DIRECTIONS FOR THIS TASK:
Identify each line in the records below that contains the word "InventoryReducer", and copy it.

EXERCISE MATERIALS:
....................
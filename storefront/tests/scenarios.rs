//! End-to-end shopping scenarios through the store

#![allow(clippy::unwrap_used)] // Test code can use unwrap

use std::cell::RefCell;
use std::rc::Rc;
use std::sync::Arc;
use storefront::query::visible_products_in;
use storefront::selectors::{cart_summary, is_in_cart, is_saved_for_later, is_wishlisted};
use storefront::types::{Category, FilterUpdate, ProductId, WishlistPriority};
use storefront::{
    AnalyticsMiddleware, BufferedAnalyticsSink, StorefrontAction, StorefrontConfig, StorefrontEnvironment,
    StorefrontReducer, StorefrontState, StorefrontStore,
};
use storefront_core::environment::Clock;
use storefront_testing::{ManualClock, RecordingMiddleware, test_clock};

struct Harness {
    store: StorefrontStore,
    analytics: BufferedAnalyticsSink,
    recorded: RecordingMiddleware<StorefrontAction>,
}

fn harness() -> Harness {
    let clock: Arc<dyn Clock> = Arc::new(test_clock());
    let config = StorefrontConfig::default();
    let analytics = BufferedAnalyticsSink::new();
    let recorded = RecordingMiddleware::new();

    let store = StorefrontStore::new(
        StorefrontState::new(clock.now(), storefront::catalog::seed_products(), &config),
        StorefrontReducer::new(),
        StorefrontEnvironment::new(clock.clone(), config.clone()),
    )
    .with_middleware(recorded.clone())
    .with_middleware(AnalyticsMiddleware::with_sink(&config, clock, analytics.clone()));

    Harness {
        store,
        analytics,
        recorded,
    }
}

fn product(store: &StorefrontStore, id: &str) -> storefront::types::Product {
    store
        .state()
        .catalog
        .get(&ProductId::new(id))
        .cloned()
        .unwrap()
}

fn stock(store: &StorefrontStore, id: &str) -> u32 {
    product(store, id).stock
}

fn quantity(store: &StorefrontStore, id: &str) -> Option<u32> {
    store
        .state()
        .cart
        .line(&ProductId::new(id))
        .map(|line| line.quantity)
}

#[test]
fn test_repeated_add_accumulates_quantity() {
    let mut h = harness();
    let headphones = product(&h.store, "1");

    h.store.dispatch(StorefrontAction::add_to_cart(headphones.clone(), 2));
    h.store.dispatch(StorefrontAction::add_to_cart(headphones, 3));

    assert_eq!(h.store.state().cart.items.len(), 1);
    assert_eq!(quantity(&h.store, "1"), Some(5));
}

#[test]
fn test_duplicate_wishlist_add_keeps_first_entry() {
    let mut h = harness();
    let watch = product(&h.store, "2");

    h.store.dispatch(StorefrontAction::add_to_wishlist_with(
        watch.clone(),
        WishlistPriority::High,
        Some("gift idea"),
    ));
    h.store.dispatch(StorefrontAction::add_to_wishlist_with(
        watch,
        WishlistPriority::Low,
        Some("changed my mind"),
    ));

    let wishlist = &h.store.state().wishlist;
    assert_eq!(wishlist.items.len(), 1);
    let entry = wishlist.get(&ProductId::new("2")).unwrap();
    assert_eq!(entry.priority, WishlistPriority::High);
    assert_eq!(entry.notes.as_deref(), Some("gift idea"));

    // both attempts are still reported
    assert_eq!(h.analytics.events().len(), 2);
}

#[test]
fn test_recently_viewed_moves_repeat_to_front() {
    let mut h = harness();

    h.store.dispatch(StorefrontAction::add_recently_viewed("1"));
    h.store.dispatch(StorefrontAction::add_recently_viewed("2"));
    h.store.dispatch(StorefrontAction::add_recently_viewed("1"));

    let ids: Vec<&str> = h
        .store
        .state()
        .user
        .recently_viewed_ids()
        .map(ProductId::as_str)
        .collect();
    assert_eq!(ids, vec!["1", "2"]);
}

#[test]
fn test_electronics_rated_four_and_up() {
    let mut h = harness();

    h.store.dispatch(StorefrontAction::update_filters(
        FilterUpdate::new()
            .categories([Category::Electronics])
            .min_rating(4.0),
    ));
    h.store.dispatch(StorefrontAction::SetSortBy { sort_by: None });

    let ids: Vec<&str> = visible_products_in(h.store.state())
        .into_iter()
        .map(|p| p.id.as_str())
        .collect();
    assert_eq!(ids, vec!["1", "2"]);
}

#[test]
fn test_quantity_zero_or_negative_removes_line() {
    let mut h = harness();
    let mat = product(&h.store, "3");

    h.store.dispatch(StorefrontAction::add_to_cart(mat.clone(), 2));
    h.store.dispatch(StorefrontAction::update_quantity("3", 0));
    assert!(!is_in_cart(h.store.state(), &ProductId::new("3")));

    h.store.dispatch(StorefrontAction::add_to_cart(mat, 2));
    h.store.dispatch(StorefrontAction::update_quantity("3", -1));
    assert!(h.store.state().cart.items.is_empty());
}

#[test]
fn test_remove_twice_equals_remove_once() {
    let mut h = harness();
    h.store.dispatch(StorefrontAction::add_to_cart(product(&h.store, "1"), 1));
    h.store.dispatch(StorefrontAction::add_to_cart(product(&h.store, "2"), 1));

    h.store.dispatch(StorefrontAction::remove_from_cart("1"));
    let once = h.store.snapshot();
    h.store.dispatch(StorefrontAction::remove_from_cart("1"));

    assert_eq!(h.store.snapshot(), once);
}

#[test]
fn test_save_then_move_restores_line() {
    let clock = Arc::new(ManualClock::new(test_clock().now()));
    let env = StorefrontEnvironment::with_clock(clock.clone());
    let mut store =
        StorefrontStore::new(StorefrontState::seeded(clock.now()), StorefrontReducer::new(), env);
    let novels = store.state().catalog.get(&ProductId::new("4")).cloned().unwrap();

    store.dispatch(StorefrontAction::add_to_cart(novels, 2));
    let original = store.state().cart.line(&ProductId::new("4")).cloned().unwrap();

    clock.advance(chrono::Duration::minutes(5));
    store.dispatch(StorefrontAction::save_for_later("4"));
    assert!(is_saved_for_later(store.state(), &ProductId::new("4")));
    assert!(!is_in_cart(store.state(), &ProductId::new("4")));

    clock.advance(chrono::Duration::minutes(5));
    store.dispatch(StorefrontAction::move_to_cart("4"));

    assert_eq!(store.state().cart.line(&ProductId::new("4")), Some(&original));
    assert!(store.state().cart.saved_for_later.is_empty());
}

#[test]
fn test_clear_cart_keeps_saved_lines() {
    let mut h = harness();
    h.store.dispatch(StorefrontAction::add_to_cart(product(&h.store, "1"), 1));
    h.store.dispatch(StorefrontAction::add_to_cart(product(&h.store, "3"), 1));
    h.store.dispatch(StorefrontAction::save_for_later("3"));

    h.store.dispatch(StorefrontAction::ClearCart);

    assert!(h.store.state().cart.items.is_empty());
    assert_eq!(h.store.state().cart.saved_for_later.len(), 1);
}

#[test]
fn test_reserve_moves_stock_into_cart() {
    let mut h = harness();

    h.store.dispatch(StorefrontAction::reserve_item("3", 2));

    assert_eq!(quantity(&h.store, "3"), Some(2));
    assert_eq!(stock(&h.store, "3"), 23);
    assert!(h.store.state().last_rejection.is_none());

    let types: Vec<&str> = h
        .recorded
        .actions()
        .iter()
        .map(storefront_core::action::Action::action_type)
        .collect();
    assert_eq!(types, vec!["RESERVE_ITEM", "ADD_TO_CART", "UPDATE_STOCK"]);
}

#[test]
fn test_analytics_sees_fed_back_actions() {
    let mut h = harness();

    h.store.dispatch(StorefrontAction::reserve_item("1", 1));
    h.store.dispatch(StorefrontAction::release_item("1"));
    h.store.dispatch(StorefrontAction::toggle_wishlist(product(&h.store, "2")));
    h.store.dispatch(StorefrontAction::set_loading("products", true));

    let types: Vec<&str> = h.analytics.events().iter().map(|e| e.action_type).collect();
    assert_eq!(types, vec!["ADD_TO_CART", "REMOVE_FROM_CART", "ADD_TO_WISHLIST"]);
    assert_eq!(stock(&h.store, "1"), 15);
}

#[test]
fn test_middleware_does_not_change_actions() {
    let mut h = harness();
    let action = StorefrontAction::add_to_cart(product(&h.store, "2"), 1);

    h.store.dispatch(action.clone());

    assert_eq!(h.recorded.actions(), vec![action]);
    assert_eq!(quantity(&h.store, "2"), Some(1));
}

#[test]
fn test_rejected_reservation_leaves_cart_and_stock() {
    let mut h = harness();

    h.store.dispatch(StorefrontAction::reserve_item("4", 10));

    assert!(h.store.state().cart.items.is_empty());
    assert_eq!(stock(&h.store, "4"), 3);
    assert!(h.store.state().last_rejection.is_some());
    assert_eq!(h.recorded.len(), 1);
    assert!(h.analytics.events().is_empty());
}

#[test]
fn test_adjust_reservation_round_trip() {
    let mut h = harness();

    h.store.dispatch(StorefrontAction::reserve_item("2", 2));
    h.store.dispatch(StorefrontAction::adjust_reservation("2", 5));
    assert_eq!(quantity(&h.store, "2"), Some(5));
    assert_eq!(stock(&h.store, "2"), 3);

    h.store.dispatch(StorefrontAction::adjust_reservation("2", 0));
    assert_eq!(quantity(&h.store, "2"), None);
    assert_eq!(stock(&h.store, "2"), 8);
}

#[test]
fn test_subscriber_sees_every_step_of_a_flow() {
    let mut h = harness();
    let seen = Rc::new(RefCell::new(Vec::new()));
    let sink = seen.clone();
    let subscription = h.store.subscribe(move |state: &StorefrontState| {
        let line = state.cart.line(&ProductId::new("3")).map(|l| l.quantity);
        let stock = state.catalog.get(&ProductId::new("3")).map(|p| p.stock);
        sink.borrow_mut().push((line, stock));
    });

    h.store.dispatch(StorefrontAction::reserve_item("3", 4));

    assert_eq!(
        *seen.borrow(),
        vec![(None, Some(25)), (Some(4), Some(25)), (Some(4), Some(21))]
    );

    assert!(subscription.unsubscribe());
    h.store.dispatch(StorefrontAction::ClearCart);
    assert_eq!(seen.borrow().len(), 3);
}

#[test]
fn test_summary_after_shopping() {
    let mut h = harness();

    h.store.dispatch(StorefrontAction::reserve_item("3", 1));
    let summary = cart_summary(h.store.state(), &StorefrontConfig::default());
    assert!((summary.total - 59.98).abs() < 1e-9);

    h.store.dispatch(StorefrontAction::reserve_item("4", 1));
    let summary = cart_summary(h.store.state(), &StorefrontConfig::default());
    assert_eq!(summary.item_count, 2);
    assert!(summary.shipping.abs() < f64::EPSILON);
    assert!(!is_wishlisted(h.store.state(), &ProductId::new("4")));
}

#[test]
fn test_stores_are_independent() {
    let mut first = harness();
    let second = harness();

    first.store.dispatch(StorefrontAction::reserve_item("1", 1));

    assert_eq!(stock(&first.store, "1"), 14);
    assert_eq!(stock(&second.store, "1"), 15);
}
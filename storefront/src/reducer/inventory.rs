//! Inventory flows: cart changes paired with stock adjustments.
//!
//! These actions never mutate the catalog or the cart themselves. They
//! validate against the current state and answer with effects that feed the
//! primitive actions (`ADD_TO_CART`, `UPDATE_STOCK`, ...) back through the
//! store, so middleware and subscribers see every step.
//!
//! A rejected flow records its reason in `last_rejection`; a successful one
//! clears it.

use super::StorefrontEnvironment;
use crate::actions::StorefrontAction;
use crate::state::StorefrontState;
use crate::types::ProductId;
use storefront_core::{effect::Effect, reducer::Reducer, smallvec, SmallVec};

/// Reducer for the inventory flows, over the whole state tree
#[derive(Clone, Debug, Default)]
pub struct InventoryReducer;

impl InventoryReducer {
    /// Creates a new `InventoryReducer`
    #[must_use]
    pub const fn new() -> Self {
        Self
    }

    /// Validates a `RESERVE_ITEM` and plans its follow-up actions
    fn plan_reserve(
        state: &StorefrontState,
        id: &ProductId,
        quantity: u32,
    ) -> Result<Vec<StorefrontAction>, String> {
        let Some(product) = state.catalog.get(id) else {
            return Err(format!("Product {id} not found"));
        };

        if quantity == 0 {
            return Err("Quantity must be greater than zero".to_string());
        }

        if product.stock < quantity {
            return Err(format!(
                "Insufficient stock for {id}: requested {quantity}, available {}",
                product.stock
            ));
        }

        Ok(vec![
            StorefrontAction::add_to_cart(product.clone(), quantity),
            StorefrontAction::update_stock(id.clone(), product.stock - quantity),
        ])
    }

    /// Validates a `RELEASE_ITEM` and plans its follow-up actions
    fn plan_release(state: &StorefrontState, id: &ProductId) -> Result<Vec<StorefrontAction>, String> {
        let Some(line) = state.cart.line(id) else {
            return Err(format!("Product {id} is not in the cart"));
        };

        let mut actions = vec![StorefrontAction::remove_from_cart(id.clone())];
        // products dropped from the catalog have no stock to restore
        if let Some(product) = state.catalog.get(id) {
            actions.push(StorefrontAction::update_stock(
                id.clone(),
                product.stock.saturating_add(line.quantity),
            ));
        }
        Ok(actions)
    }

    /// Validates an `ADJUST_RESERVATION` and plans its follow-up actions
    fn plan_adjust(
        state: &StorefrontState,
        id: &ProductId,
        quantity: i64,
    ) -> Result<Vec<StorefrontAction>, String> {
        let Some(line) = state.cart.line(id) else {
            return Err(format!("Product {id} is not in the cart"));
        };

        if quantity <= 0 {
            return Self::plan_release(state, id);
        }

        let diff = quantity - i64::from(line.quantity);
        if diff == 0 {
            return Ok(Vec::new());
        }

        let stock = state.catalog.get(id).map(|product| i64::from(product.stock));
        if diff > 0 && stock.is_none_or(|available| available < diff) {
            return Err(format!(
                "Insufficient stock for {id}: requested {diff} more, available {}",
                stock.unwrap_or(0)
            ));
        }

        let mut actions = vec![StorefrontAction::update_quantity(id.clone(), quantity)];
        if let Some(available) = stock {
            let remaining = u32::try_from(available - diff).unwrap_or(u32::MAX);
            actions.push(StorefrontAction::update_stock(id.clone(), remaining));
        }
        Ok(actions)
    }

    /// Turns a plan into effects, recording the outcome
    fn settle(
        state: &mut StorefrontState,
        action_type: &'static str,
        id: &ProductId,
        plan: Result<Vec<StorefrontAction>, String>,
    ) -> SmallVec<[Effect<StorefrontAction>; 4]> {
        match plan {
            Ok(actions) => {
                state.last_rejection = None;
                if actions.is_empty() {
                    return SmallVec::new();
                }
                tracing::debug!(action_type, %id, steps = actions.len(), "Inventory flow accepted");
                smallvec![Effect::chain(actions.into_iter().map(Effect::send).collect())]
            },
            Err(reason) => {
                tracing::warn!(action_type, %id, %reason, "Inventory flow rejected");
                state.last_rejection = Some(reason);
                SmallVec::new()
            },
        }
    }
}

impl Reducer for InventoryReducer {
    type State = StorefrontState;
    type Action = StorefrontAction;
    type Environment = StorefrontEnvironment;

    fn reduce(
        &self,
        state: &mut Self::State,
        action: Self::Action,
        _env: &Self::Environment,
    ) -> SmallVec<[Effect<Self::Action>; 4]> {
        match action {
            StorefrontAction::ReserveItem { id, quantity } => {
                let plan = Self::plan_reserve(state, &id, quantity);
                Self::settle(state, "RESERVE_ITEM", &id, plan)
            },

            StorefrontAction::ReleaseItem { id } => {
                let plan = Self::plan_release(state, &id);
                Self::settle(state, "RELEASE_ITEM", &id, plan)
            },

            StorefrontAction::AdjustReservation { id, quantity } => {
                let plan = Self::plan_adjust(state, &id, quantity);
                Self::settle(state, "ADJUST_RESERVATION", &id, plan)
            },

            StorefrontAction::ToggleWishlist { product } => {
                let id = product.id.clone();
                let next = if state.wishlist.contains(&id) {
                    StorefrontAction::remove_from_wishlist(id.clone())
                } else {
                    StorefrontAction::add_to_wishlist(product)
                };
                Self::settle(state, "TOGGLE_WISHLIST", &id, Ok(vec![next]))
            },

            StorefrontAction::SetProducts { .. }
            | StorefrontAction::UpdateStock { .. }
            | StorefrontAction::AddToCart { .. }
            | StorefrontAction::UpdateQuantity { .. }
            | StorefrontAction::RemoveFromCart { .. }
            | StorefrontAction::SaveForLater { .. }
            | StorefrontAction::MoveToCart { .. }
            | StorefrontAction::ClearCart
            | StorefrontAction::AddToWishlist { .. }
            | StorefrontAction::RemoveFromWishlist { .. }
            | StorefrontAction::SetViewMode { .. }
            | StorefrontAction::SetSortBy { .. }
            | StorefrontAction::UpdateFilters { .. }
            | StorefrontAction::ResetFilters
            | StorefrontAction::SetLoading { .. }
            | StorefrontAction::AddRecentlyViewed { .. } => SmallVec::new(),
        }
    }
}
....................
EXERCISE ANSWER:
pub struct InventoryReducer;
impl InventoryReducer {
    /// Creates a new `InventoryReducer`
impl Reducer for InventoryReducer {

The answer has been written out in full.